- _HOW TO COMPLETE THIS TASK_
Among the entries below, tally each line containing "Sized"; respond with the total only.

[Stored items]
☆ ☆ ☆ ☆ ☆
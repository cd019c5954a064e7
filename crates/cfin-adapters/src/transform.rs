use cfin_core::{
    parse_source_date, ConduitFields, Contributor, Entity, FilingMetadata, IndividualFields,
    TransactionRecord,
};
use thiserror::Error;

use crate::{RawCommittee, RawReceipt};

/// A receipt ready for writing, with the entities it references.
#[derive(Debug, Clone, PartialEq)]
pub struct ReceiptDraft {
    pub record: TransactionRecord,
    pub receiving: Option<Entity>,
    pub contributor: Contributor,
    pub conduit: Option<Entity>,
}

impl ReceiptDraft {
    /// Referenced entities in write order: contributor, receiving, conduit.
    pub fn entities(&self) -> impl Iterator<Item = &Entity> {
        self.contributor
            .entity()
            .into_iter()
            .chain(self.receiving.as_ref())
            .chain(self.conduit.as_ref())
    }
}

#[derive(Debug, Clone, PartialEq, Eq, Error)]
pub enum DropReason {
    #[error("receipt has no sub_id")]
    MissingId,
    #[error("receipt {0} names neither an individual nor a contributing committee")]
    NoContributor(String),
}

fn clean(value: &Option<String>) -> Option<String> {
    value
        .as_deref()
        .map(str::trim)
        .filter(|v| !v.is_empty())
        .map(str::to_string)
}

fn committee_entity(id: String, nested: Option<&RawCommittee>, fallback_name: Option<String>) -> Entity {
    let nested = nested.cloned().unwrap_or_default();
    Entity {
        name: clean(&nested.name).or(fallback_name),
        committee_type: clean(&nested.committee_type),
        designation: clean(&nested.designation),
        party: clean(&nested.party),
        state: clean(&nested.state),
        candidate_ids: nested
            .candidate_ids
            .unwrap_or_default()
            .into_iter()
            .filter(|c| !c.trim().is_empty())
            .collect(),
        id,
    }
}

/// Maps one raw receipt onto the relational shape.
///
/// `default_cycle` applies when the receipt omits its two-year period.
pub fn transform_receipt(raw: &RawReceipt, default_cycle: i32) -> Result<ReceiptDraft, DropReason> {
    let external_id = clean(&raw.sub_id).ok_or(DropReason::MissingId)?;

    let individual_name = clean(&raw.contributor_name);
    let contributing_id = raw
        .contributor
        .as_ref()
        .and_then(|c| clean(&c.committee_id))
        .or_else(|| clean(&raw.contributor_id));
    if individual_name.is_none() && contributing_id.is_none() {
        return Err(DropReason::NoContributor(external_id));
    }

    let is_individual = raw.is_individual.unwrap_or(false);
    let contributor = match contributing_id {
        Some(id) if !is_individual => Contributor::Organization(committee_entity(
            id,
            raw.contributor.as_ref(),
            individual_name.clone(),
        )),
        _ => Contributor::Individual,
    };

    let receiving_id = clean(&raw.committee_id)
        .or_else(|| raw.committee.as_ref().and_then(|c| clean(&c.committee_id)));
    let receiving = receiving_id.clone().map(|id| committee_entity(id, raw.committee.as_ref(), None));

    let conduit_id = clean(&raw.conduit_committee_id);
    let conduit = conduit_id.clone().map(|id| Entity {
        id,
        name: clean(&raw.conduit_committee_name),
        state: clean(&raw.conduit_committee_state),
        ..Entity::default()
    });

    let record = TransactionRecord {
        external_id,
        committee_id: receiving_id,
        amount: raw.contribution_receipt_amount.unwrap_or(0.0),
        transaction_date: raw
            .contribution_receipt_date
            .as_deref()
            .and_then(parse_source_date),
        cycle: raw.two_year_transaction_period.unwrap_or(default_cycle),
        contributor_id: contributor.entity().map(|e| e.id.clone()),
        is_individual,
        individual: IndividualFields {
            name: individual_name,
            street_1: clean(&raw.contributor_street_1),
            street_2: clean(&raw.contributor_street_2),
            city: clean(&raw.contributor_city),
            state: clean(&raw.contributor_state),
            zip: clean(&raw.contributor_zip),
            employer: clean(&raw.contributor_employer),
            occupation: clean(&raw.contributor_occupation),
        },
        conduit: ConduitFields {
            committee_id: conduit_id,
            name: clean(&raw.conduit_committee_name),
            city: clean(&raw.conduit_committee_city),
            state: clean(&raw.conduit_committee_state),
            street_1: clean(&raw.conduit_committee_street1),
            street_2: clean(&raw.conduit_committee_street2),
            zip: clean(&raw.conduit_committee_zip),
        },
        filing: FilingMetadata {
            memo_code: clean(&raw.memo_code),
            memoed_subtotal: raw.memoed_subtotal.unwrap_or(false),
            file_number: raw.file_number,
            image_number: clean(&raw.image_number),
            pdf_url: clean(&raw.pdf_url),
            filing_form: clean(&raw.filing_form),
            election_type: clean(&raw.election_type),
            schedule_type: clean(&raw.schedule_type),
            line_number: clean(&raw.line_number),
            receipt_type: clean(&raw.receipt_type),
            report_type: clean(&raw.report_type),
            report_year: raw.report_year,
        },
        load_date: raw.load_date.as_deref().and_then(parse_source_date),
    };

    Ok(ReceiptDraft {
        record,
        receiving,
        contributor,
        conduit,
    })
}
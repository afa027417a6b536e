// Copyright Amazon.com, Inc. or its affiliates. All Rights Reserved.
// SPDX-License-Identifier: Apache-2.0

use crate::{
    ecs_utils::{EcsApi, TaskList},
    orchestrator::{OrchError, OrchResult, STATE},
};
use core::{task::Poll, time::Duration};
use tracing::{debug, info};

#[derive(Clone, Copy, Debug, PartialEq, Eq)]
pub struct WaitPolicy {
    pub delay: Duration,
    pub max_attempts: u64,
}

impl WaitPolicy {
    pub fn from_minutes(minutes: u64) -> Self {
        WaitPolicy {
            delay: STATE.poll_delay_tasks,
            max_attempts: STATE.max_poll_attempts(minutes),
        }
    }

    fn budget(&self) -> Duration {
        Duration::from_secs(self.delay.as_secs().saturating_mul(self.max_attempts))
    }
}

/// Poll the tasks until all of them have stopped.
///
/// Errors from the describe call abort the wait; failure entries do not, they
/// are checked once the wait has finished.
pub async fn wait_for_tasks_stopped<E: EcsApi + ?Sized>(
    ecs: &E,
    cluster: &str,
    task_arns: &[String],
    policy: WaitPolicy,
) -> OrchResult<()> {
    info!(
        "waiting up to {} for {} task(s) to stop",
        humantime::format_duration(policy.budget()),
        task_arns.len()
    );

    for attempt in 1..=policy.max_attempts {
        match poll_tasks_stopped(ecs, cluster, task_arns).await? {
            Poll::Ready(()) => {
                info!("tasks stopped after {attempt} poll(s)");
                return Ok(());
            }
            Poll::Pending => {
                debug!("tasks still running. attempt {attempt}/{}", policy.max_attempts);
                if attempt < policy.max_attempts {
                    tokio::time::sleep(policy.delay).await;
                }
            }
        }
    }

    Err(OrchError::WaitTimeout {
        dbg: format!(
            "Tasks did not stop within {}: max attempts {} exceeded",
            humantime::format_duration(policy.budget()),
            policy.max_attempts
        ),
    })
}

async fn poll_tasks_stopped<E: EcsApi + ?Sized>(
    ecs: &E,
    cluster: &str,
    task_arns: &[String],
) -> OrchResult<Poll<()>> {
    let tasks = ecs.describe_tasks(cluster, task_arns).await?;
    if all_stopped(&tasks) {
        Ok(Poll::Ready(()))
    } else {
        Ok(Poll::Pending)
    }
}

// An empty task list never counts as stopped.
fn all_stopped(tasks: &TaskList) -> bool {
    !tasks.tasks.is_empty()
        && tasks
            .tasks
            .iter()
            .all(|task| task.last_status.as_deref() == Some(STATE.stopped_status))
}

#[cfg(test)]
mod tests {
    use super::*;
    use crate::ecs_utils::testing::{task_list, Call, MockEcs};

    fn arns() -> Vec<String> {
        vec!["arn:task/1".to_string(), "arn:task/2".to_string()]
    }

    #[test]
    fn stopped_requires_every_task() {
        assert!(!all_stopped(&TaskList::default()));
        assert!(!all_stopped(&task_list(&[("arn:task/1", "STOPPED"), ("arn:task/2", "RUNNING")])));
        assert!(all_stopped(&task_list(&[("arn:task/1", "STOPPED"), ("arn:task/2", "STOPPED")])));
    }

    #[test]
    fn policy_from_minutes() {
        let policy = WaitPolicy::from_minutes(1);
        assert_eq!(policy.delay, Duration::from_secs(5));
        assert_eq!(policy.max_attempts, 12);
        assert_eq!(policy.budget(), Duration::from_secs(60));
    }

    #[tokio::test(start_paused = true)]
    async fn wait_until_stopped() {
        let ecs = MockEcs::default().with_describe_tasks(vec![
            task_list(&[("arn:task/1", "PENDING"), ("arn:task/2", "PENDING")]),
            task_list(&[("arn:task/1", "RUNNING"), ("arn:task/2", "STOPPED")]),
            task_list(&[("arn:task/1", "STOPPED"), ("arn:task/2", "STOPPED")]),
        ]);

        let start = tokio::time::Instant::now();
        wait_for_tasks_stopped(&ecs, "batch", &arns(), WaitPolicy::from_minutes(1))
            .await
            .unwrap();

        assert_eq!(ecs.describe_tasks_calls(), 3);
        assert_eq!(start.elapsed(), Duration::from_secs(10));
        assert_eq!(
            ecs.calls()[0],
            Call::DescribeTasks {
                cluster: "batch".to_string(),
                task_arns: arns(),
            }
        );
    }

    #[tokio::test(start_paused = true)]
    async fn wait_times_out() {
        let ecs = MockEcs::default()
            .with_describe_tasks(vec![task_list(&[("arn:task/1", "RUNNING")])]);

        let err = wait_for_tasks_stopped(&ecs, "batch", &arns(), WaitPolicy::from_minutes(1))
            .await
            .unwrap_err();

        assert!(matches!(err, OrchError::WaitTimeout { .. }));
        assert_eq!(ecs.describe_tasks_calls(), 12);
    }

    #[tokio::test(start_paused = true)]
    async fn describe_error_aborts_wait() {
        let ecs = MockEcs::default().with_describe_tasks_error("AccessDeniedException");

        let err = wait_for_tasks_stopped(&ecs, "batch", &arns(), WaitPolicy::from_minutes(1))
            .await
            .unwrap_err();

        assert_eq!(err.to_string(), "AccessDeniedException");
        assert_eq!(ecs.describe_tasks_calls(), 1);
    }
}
☆ ☆ ☆ ☆ ☆
- _TASK ANSWER_
2